Uma quinta caracterísica seria, como Tillich se expressou em 1940, a sua

aceitabilidade. O símbolo teria raízes sociais e se manteria por laços sociais. Assim, o

símbolo não surge antes, mas simultaneamente ao processo de sua aceitação, sendo, portanto, criado por um “ato social”. Indivíduos não têm o poder de criar símbolos,

mesmo que eles tenham um papel especial em sua aparição; o símbolo “não pode ser criado à vontade” (MW4[1961]:416).

Além da diferença entre símbolos e sinais, uma segunda distinção fundamental para Tillich é entre os símbolos, em geral, e os símbolos religiosos. Os símbolos abrem janelas para diferentes níveis de realidade, mas os símbolos religiosos abrem janelas para o nível supremo, que é o nível do Ser, do incondicionado transcendente, dando-lhe perceptibilidade. Símbolos ordinários se referem a realidades que têm existência objetiva não-simbólica. Já os símbolos religiosos

[...] se distinguem dos outros pelo fato de que eles são uma representação daquilo que está incondicionalmente além da esfera conceptual, apontando para a realidade última, implicada no ato religioso, o incondicionado transcendente [...] [os símbolos religiosos] devem expressar um objeto que, por sua própria natureza, transcende tudo o que há na ordem empírica, portanto, um objeto que não pode adquirir um caráter objetivo por meio de um ato do espírito” (MW4[1940]:255).
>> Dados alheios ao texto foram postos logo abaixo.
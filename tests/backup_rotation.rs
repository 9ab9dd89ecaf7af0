// tests/backup_rotation.rs

mod common;
use crate::common::{
    datetime, eventually, init_tracing, FakeServer, RecordingListener, ServerConfigBuilder,
    TestResult, FAKE_SERVER_SCRIPT,
};

use std::fs;
use std::path::{Path, PathBuf};
use std::sync::Arc;
use std::time::Duration;

use chrono::Duration as ChronoDuration;

use obsidia::backup::{is_valid_id, select_evictions, BackupManager, BackupRecord};
use obsidia::clock::{Clock, ManualClock};
use obsidia::config::BackupPolicy;
use obsidia::errors::ObsidiaError;
use obsidia::fs::mock::MockFileSystem;
use obsidia::fs::FileSystem;
use obsidia::logs::LogMultiplexer;
use obsidia::supervisor::SupervisorState;

fn policy(max_backups: usize) -> BackupPolicy {
    BackupPolicy {
        schedule: None,
        max_backups,
        root: PathBuf::from("backups"),
        exclude: vec!["session.lock".to_string()],
    }
}

fn mock_world() -> MockFileSystem {
    let fs = MockFileSystem::new();
    fs.add_file("srv/world/level.dat", "level-v1");
    fs.add_file("srv/world/region/r.0.0.mca", "chunks-v1");
    fs.add_file("srv/world/session.lock", "lock");
    fs
}

fn manager(fs: &MockFileSystem, clock: Arc<ManualClock>, max: usize) -> BackupManager {
    BackupManager::new(
        Path::new("srv"),
        "world",
        &policy(max),
        Arc::new(fs.clone()),
        clock,
        Arc::new(LogMultiplexer::new("srv")),
    )
}

fn ids(records: &[BackupRecord]) -> Vec<String> {
    records.iter().map(|r| r.id.clone()).collect()
}

#[tokio::test]
async fn three_backups_with_max_two_keep_the_newest_two() -> TestResult {
    init_tracing();
    let fs = mock_world();
    let clock = Arc::new(ManualClock::new(datetime(2024, 1, 2, 3, 0, 0)));
    let backups = manager(&fs, clock.clone(), 2);

    let mut created = Vec::new();
    for _ in 0..3 {
        created.push(backups.backup(None).await?.id);
        clock.advance(ChronoDuration::seconds(60));
    }

    let remaining = ids(&backups.list()?);
    assert_eq!(remaining, vec![created[1].clone(), created[2].clone()]);
    assert!(!fs.exists(&Path::new("srv/backups").join(&created[0])));
    Ok(())
}

#[tokio::test]
async fn backup_mirrors_the_world_without_lock_files() -> TestResult {
    init_tracing();
    let fs = mock_world();
    let clock = Arc::new(ManualClock::new(datetime(2024, 1, 2, 3, 0, 0)));
    let backups = manager(&fs, clock.clone(), 5);

    let record = backups.backup(None).await?;
    assert_eq!(record.timestamp, Some(clock.unix_timestamp()));

    let root = Path::new("srv/backups").join(&record.id);
    assert_eq!(fs.contents(root.join("level.dat")), Some(b"level-v1".to_vec()));
    assert_eq!(
        fs.contents(root.join("region/r.0.0.mca")),
        Some(b"chunks-v1".to_vec())
    );
    assert!(!fs.exists(&root.join("session.lock")));
    Ok(())
}

#[tokio::test]
async fn missing_backup_root_lists_empty() -> TestResult {
    let fs = mock_world();
    let clock = Arc::new(ManualClock::new(datetime(2024, 1, 2, 3, 0, 0)));
    assert!(manager(&fs, clock, 5).list()?.is_empty());
    Ok(())
}

#[tokio::test]
async fn same_second_backup_is_rejected() -> TestResult {
    init_tracing();
    let fs = mock_world();
    let clock = Arc::new(ManualClock::new(datetime(2024, 1, 2, 3, 0, 0)));
    let backups = manager(&fs, clock, 5);

    backups.backup(None).await?;
    assert!(backups.backup(None).await.is_err());
    assert_eq!(backups.list()?.len(), 1);
    assert!(!backups.is_in_progress());
    Ok(())
}

#[tokio::test]
async fn backup_without_world_fails_and_reports() -> TestResult {
    init_tracing();
    let fs = MockFileSystem::new();
    fs.add_dir("srv");
    let clock = Arc::new(ManualClock::new(datetime(2024, 1, 2, 3, 0, 0)));
    let logs = Arc::new(LogMultiplexer::new("srv"));
    let listener = RecordingListener::new();
    logs.subscribe(Arc::new(listener.clone()));
    let backups = BackupManager::new(
        Path::new("srv"),
        "world",
        &policy(5),
        Arc::new(fs.clone()),
        clock,
        logs,
    );

    assert!(backups.backup(None).await.is_err());
    eventually("failure notice", || listener.contains("[Backup] Backup failed")).await;
    assert!(listener.contains("[Backup] Starting backup..."));
    Ok(())
}

#[tokio::test]
async fn restore_of_missing_id_leaves_world_untouched() -> TestResult {
    init_tracing();
    let fs = mock_world();
    let clock = Arc::new(ManualClock::new(datetime(2024, 1, 2, 3, 0, 0)));
    let backups = manager(&fs, clock, 5);
    backups.backup(None).await?;

    for id in ["missing-id", "../world", "", "a/b"] {
        let result = backups.restore(id, SupervisorState::Stopped).await;
        assert!(
            matches!(result, Err(ObsidiaError::BackupNotFound(_))),
            "{id:?}: {result:?}"
        );
    }
    assert_eq!(fs.contents("srv/world/level.dat"), Some(b"level-v1".to_vec()));
    assert_eq!(fs.contents("srv/world/session.lock"), Some(b"lock".to_vec()));
    Ok(())
}

#[tokio::test]
async fn restore_requires_stopped_server() -> TestResult {
    init_tracing();
    let fs = mock_world();
    let clock = Arc::new(ManualClock::new(datetime(2024, 1, 2, 3, 0, 0)));
    let backups = manager(&fs, clock, 5);
    let record = backups.backup(None).await?;

    for state in [
        SupervisorState::Running,
        SupervisorState::Starting,
        SupervisorState::CrashRestarting,
    ] {
        match backups.restore(&record.id, state).await {
            Err(ObsidiaError::InvalidState { expected, actual }) => {
                assert_eq!(expected, SupervisorState::Stopped);
                assert_eq!(actual, state);
            }
            other => panic!("expected InvalidState, got {other:?}"),
        }
    }
    assert_eq!(fs.contents("srv/world/level.dat"), Some(b"level-v1".to_vec()));
    Ok(())
}

#[tokio::test]
async fn restore_replaces_the_world() -> TestResult {
    init_tracing();
    let fs = mock_world();
    let clock = Arc::new(ManualClock::new(datetime(2024, 1, 2, 3, 0, 0)));
    let backups = manager(&fs, clock, 5);
    let record = backups.backup(None).await?;

    fs.add_file("srv/world/level.dat", "level-v2");
    fs.add_file("srv/world/new-file.txt", "added later");

    backups.restore(&record.id, SupervisorState::Stopped).await?;
    assert_eq!(fs.contents("srv/world/level.dat"), Some(b"level-v1".to_vec()));
    assert!(!fs.exists(Path::new("srv/world/new-file.txt")));
    // The backup itself is kept.
    assert_eq!(ids(&backups.list()?), vec![record.id]);
    Ok(())
}

#[test]
fn evictions_pick_oldest_timestamps_only() {
    let record = |id: &str| BackupRecord::from_path(PathBuf::from("backups").join(id)).unwrap();
    let records = vec![record("300"), record("100"), record("manual"), record("200")];

    let evicted: Vec<String> = select_evictions(&records, 2).into_iter().map(|r| r.id).collect();
    assert_eq!(evicted, vec!["100", "200"]);

    assert!(select_evictions(&records, 4).is_empty());
    assert_eq!(select_evictions(&records, 1).len(), 3);
}

#[test]
fn backup_ids_must_be_plain_names() {
    assert!(is_valid_id("1704164400"));
    assert!(!is_valid_id(""));
    assert!(!is_valid_id(".."));
    assert!(!is_valid_id("a/b"));
    assert!(!is_valid_id("/abs"));
}

#[tokio::test]
async fn supervisor_backup_toggles_autosave_on_the_real_filesystem() -> TestResult {
    init_tracing();
    let clock = Arc::new(ManualClock::new(datetime(2024, 1, 2, 3, 0, 0)));
    let server = FakeServer::with_config(
        ServerConfigBuilder::new()
            .shell_script(FAKE_SERVER_SCRIPT)
            .max_backups(2),
    );
    let sup = server.supervisor(clock.clone());
    let listener = RecordingListener::new();
    sup.subscribe(Arc::new(listener.clone()));

    sup.start_server()?;
    let process = sup.process().ok_or("no process")?;
    eventually("ready", || process.is_ready()).await;

    for _ in 0..3 {
        sup.backup_now().await?;
        clock.advance(ChronoDuration::seconds(1));
    }
    eventually("autosave re-enabled", || listener.contains("> save-on")).await;
    assert!(listener.contains("> save-off"));

    let listed = sup.list_backups()?;
    assert_eq!(listed.len(), 2);
    let mut on_disk: Vec<String> = fs::read_dir(server.backups())?
        .map(|e| e.map(|e| e.file_name().to_string_lossy().into_owned()))
        .collect::<Result<_, _>>()?;
    on_disk.sort();
    assert_eq!(on_disk, ids(&listed));

    let newest = server.backups().join(&listed[1].id);
    assert_eq!(fs::read(newest.join("level.dat"))?, b"level-v1");
    assert!(!newest.join("session.lock").exists());

    // Restore is refused while running, allowed once stopped.
    assert!(matches!(
        sup.restore_backup(&listed[0].id).await,
        Err(ObsidiaError::InvalidState { .. })
    ));
    sup.shutdown(Duration::from_secs(5)).await;

    fs::write(server.world().join("level.dat"), b"level-v2")?;
    sup.restore_backup(&listed[0].id).await?;
    assert_eq!(fs::read(server.world().join("level.dat"))?, b"level-v1");
    Ok(())
}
O “material” dos símbolos religiosos é tomado da “infinidade” que a realidade nos apresenta. Tudo pode se tornar um símbolo do Santo, mesmo que não seja o Santo em si; tal só é possível porque o Santo percebido nas coisas é, na realidade, o fundamento último do ser. O que torna algo símbolo e participante do Sagrado, em certo momento, é a sua capacidade de, em dada situação, representar uma forma especial de relacionamento da mente humana com o fundamento divino. Assim, a melhor forma de compreender o sentido e função de um símbolo religioso é perguntar: “Qual é o relacionamento com o supremo que é simbolizado nestes símbolos?” (MW4[RSKG]:399). Poderíamos dizer, pois, que o símbolo religioso toma, do material comum das experiências temporais do homem, aqueles aptos para representar sob certas condições, uma forma de relação do homem com o incondicionado, na medida em que esta se torna explícita à consciência.

Exatamente esta possibilidade é a fonte da ambigüidade de todos os símbolos religiosos. Desde que eles têm a tendência de substituir o seu referente, aquilo que intendem representar, de tal modo que se tornam ídolos. A idolatria seria a absolutização dos símbolos do Santo, e sua identificação com o próprio Santo. O símbolo, sob tais condições, torna-se demônico e sujeito à crítica profética, que põe a ênfase na incondicionalidade de Deus.